That’s not funny. Opponents of evolution and climate change try to discredit critical thinking.

Is the debate over “evolution” the same as the debate over “climate change”?

Well, I think they’re both alike and different. First, the similarities, which I think are mostly sociological:

*Both issues suffer from “semantic creep,” which tends to prevent rational discussion.

So a vague word like “evolution” can range in meaning from the trivial and tautological—change over time and survival of the fittest—to the uncontroversial—certain organisms share common ancestors and natural selection explains some things—to the questionable and ideological—everything is the result of a purely impersonal process, we don’t exist for a purpose, we’re just carriers for selfish genes, natural selection and random genetic mutations explain everything interesting, and so forth. If you doubt the latter, you get lumped in with doubting the former.

‘Evolution’ is not a vague term. It is a widely accepted theory based on a massive amount of science.

*With both issues, dissenters, especially in science, are severely punished, and if possible, ostracized and denied tenure.

*Both issues have broad metaphysical implications, which are recognized, if not quite admitted, on all sides.

*Skeptics of both issues are customarily accused of bad faith, bias, religious bigotry, and the like.

*With both issues, the chaff of ideological assumptions has a way of contaminating the wheat of empirical evidence, and in the process, damaging public trust in science.

*If you doubt either idea, you’re accused, not of doubting that one idea, but of doubting science itself.
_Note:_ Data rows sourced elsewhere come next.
use crate::balance::{read_balance, read_minter, read_owner, receive_balance, write_parties};
use crate::storage_types::{
    TransferNotification, WalletData, INSTANCE_BUMP_AMOUNT, INSTANCE_LIFETIME_THRESHOLD,
};
use soroban_sdk::{contract, contracterror, contractimpl, Address, Env, Symbol};

#[contracterror]
#[derive(Copy, Clone, Debug, Eq, PartialEq, PartialOrd, Ord)]
#[repr(u32)]
pub enum WalletError {
    InvalidAmount = 1,
    BalanceOverflow = 2,
}

pub trait JettonWalletTrait {
    fn internal_transfer(
        e: Env,
        amount: i128,
        from: Address,
        forward_amount: i128,
    ) -> Result<i128, WalletError>;
    fn balance(e: Env) -> i128;
    fn get_wallet_data(e: Env) -> WalletData;
}

#[contract]
pub struct JettonWallet;

#[contractimpl]
impl JettonWallet {
    pub fn __constructor(e: Env, owner: Address, minter: Address) {
        write_parties(&e, &owner, &minter);
    }
}

#[contractimpl]
impl JettonWalletTrait for JettonWallet {
    /// Credits freshly minted units. Only the minter that deployed this wallet
    /// may call it.
    fn internal_transfer(
        e: Env,
        amount: i128,
        from: Address,
        forward_amount: i128,
    ) -> Result<i128, WalletError> {
        read_minter(&e).require_auth();
        if amount <= 0 || forward_amount < 0 {
            return Err(WalletError::InvalidAmount);
        }
        e.storage()
            .instance()
            .extend_ttl(INSTANCE_LIFETIME_THRESHOLD, INSTANCE_BUMP_AMOUNT);

        let balance = receive_balance(&e, amount).ok_or(WalletError::BalanceOverflow)?;

        if forward_amount > 0 {
            e.events().publish(
                (Symbol::new(&e, "transfer_notification"), read_owner(&e)),
                TransferNotification {
                    amount,
                    from,
                    forward_amount,
                },
            );
        }

        Ok(balance)
    }

    fn balance(e: Env) -> i128 {
        read_balance(&e)
    }

    fn get_wallet_data(e: Env) -> WalletData {
        WalletData {
            balance: read_balance(&e),
            owner: read_owner(&e),
            minter: read_minter(&e),
        }
    }
}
*With both issues, we hear a lot about consensus.

*Both have a way of surviving at the theoretical level even when individual pieces of evidence bite the dust.

*They’re both deeply embedded in the worldview of what David Brooks, perhaps with tongue-in-cheek, has called the “educated class.”

Another similarity – the Discovery Institute been a major player in trying to discredit both the science of evolution and the science of climate change.

Evolutionary theory, Neo-Darwinian or otherwise, attempts to reconstruct the past in very broad terms, and so can’t make detailed predictions about the future. Orthodox global warming theory does try to predict the future. So it’s much easier to qualify or decisively refute than is Neo-Darwinism.

A bizarre claim. They are trying to say that predictions about the future can be decisively refuted. How? By making counter predictions?

On the Discovery Institute:

The Discovery Institute (DI) is a non-profit public policy think tank based in Seattle, Washington, best known for its advocacy of the pseudoscientific principle of intelligent design (ID). Its “Teach the Controversy” campaign aims to permit teaching of anti-evolution, intelligent-design beliefs in United States public high school science courses alongside accepted scientific theories, positing that a scientific controversy exists over these subjects.

From ‘Teach the Controversy’ Comes to Climate Science

A spokesperson for the Discovery Institute said that although it takes no position on climate change, “we definitely have a position on whether or not there should be investigation in schools on that subject,” and claimed that the legislation it favors would “give teachers the right to teach both sides of a scientific controversy,” providing legal protection for educators who might want to introduce “other sides of the topic” to students.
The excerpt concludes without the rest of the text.